Son but ? Défendre une "certaine vision du 'bien manger' français". Le député du Loiret espérait surtout, avec cette taxe comportementale, contraindre les industriels à modifier leur mode de production :
Le caractère cancérigène de la charcuterie tient à l’ajout d’additifs nitrés dans les produits de charcuterie alors que ces additifs ne sont pas nécessaires.Exposé des motifs de l'amendement
Mais son dispositif, adopté en commission des Affaires sociales la semaine dernière, a reçu en séance un avis défavorable d'Agnès Buzyn.
"Je suis convaincue que sur ces bancs 100% des députés veulent améliorer la qualité nutritionnelle des aliments, le bien-être et la santé publique de nos concitoyens", a d'emblée affirmé la ministre de la Santé.

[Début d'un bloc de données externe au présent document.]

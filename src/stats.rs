//! End-of-game statistics.

use serde::Serialize;
use std::cmp::Reverse;
use std::fmt;

use crate::board::Position;
use crate::history::VisitTracker;
use crate::piece::{Piece, PlayerId};

const DIVIDER_WIDTH: usize = 75;

#[derive(Debug, Clone, PartialEq, Eq, Serialize)]
pub struct PieceMoves {
    pub name: String,
    pub moves: Vec<Position>,
}

#[derive(Debug, Clone, PartialEq, Eq, Serialize)]
pub struct PieceTally {
    pub name: String,
    pub count: u32,
}

#[derive(Debug, Clone, PartialEq, Eq, Serialize)]
pub struct CellTally {
    pub position: Position,
    pub pieces: usize,
}

/// The four statistics blocks printed when a game ends
#[derive(Debug, Clone, PartialEq, Eq, Serialize)]
pub struct GameReport {
    pub winner: PlayerId,
    pub move_histories: Vec<PieceMoves>,
    pub captures: Vec<PieceTally>,
    pub distances: Vec<PieceTally>,
    pub crowded_cells: Vec<CellTally>,
}

impl GameReport {
    pub fn build(pieces: &[Piece], visits: &VisitTracker, winner: PlayerId) -> Self {
        GameReport {
            winner,
            move_histories: move_histories(pieces, winner),
            captures: ranked(pieces, winner, Piece::captures, |p| p.captures() > 0),
            distances: ranked(pieces, winner, Piece::distance, Piece::has_moved),
            crowded_cells: crowded_cells(visits),
        }
    }
}

/// Winner's pieces first, then the loser's; each side by move count, then id
fn move_histories(pieces: &[Piece], winner: PlayerId) -> Vec<PieceMoves> {
    let side = |owner: PlayerId| {
        let mut moved: Vec<&Piece> = pieces
            .iter()
            .filter(|p| p.owner() == owner && p.has_moved())
            .collect();
        moved.sort_by_key(|p| (p.moves().len(), p.id()));
        moved
    };

    side(winner)
        .into_iter()
        .chain(side(winner.opponent()))
        .map(|p| PieceMoves {
            name: p.name(),
            moves: p.moves().to_vec(),
        })
        .collect()
}

/// Descending by `metric`, then ascending id, then winner before loser
fn ranked(
    pieces: &[Piece],
    winner: PlayerId,
    metric: impl Fn(&Piece) -> u32,
    include: impl Fn(&Piece) -> bool,
) -> Vec<PieceTally> {
    let mut selected: Vec<&Piece> = pieces.iter().filter(|p| include(*p)).collect();
    selected.sort_by_key(|p| (Reverse(metric(*p)), p.id(), p.owner() != winner));
    selected
        .into_iter()
        .map(|p| PieceTally {
            name: p.name(),
            count: metric(p),
        })
        .collect()
}

/// Cells that held more than one distinct piece; busiest first, then by
/// column and row
fn crowded_cells(visits: &VisitTracker) -> Vec<CellTally> {
    let mut cells: Vec<CellTally> = visits
        .cells()
        .filter(|&(_, pieces)| pieces > 1)
        .map(|(position, pieces)| CellTally { position, pieces })
        .collect();
    cells.sort_by_key(|c| (Reverse(c.pieces), c.position.col, c.position.row));
    cells
}

fn write_divider(f: &mut fmt::Formatter<'_>) -> fmt::Result {
    writeln!(f, "{}", "*".repeat(DIVIDER_WIDTH))
}

impl fmt::Display for GameReport {
    fn fmt(&self, f: &mut fmt::Formatter<'_>) -> fmt::Result {
        for entry in &self.move_histories {
            let moves: Vec<String> = entry.moves.iter().map(Position::to_string).collect();
            writeln!(f, "{}: [{}]", entry.name, moves.join(", "))?;
        }
        write_divider(f)?;

        for entry in &self.captures {
            writeln!(f, "{}: {} kills", entry.name, entry.count)?;
        }
        write_divider(f)?;

        for entry in &self.distances {
            writeln!(f, "{}: {} squares", entry.name, entry.count)?;
        }
        write_divider(f)?;

        for cell in &self.crowded_cells {
            writeln!(f, "{}: {} pieces", cell.position, cell.pieces)?;
        }
        write_divider(f)
    }
}

#[cfg(test)]
mod tests {
    use super::*;
    use crate::piece::PieceId;

    fn moved(mut piece: Piece, path: &[(i32, i32)]) -> Piece {
        for &(col, row) in path {
            piece.push_move(Position::new(col, row));
        }
        piece
    }

    #[test]
    fn test_move_histories_group_winner_first() {
        let pieces = vec![
            moved(
                Piece::pawn(PlayerId::Second, 2, Position::new(4, 0)),
                &[(4, 1)],
            ),
            moved(
                Piece::pawn(PlayerId::First, 9, Position::new(7, 5)),
                &[(7, 7), (8, 7)],
            ),
            moved(
                Piece::pawn(PlayerId::First, 1, Position::new(5, 3)),
                &[(5, 2), (6, 2)],
            ),
            Piece::pawn(PlayerId::First, 2, Position::new(4, 4)),
            moved(
                Piece::king(PlayerId::First, 7, Position::new(5, 5)),
                &[(5, 4)],
            ),
        ];

        let report = GameReport::build(&pieces, &VisitTracker::new(), PlayerId::First);
        let names: Vec<&str> = report
            .move_histories
            .iter()
            .map(|m| m.name.as_str())
            .collect();
        assert_eq!(names, vec!["K7", "D1", "D9", "A2"]);
    }

    #[test]
    fn test_distance_ties_prefer_lower_id_then_winner() {
        let pieces = vec![
            moved(
                Piece::pawn(PlayerId::First, 3, Position::new(5, 4)),
                &[(8, 4)],
            ),
            moved(
                Piece::pawn(PlayerId::Second, 3, Position::new(5, 0)),
                &[(8, 0)],
            ),
            moved(
                Piece::pawn(PlayerId::Second, 1, Position::new(3, 0)),
                &[(3, 3)],
            ),
            moved(
                Piece::pawn(PlayerId::Second, 9, Position::new(0, 4)),
                &[(0, 9)],
            ),
        ];

        let report = GameReport::build(&pieces, &VisitTracker::new(), PlayerId::Second);
        let lines: Vec<(String, u32)> = report
            .distances
            .into_iter()
            .map(|t| (t.name, t.count))
            .collect();
        assert_eq!(
            lines,
            vec![
                ("A9".to_string(), 5),
                ("A1".to_string(), 3),
                ("A3".to_string(), 3),
                ("D3".to_string(), 3),
            ]
        );
    }

    #[test]
    fn test_captures_skip_pieces_without_kills() {
        let mut hunter = Piece::pawn(PlayerId::First, 4, Position::new(6, 4));
        hunter.add_captures(2);
        let mut other = Piece::pawn(PlayerId::Second, 4, Position::new(6, 0));
        other.add_captures(2);
        let mut single = Piece::pawn(PlayerId::Second, 1, Position::new(3, 0));
        single.add_captures(1);
        let idle = Piece::pawn(PlayerId::Second, 2, Position::new(4, 0));

        let pieces = vec![single, idle, other, hunter];
        let report = GameReport::build(&pieces, &VisitTracker::new(), PlayerId::First);
        let names: Vec<&str> = report.captures.iter().map(|t| t.name.as_str()).collect();
        assert_eq!(names, vec!["D4", "A4", "A1"]);
    }

    #[test]
    fn test_crowded_cells_sorted_by_count_then_coordinates() {
        let mut visits = VisitTracker::new();
        for piece in 0..3 {
            visits.record(Position::new(6, 2), PieceId(piece));
        }
        visits.record(Position::new(2, 8), PieceId(0));
        visits.record(Position::new(2, 8), PieceId(1));
        visits.record(Position::new(2, 3), PieceId(4));
        visits.record(Position::new(2, 3), PieceId(5));
        visits.record(Position::new(1, 1), PieceId(0));
        visits.record(Position::new(1, 1), PieceId(0));

        let report = GameReport::build(&[], &visits, PlayerId::First);
        assert_eq!(
            report.crowded_cells,
            vec![
                CellTally {
                    position: Position::new(6, 2),
                    pieces: 3
                },
                CellTally {
                    position: Position::new(2, 3),
                    pieces: 2
                },
                CellTally {
                    position: Position::new(2, 8),
                    pieces: 2
                },
            ]
        );
    }

    #[test]
    fn test_display_has_four_blocks() {
        let mut hunter = moved(
            Piece::pawn(PlayerId::First, 1, Position::new(5, 3)),
            &[(5, 2)],
        );
        hunter.add_captures(1);
        let mut visits = VisitTracker::new();
        visits.record(Position::new(5, 2), PieceId(0));
        visits.record(Position::new(5, 2), PieceId(1));

        let report = GameReport::build(&[hunter], &visits, PlayerId::First);
        let text = report.to_string();
        let divider = "*".repeat(75);

        let expected = format!(
            "D1: [(5, 3), (5, 2)]\n{d}\nD1: 1 kills\n{d}\nD1: 1 squares\n{d}\n(5, 2): 2 pieces\n{d}\n",
            d = divider
        );
        assert_eq!(text, expected);
    }

    #[test]
    fn test_report_serializes_to_json() {
        let pieces = vec![moved(
            Piece::king(PlayerId::First, 7, Position::new(5, 5)),
            &[(5, 4)],
        )];
        let report = GameReport::build(&pieces, &VisitTracker::new(), PlayerId::First);
        let json = serde_json::to_value(&report).unwrap();

        assert_eq!(json["winner"], "First");
        assert_eq!(json["move_histories"][0]["name"], "K7");
        assert_eq!(json["distances"][0]["count"], 1);
        assert_eq!(json["move_histories"][0]["moves"][1]["row"], 4);
    }
}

Elle répondait ainsi à l'apostrophe de Richard Ramos, qui en avait appelé à la "conscience des députés".
Agnès Buzyn a également prévenu qu'elle n'était pas "soumise à la pression des lobbies" alors que selon l'élu MoDem, les députés ont tous "reçu hier par les lobbyistes des choses fausses sur la santé".
"J'ai un combat, c'est la science", a expliqué la ministre, qui a émis des doutes sur la "robustesse" scientifique de l'amendement :
On a très longtemps pensé que les nitrates pouvaient avoir un lien avec le cancer, maintenant on est plus sur l'idée que c'est le sel.Agnès Buzyn
Agnès Buzyn a également assuré que "les additifs contenus dans les aliments, notamment la charcuterie, contribuent selon des études à moins de 5% de l'exposition totale aux nitrates".
La ministre a donc proposé à Richard Ramos d'attendre les conclusions des travaux de l'ANSES sur "les expositions aux nitrates par voie alimentaire propres à la France". La taxe de l'élu MoDem, a-t-elle conclu, serait de toute façon "imperceptible", "difficilement applicable et vraisemblablement inefficace".
"Moi aussi, je suis un peu dans le doute", a indiqué le député Les Républicains Thibault Bazin, qui craint les conséquences d'une telle taxe sur les producteurs français de charcuterie, qui "sont [déjà] en deçà de la norme européenne". L'amendement Ramos a divisé le groupe LR : cinq députés ont voté pour, six ont voté contre et un s'est abstenu.
La taxe a en revanche été soutenue par les neuf élus MoDem présents, mais aussi par dix députés La République en Marche et par les quatre députés socialistes.
Prenant la parole au nom des députés LaREM, Julien Borowczyk a justifié la large opposition de son groupe au dispositif (35 voix contre) : "On taxerait les plus modestes avec un droit à consommer des nitrites", a expliqué l'élu de la Loire.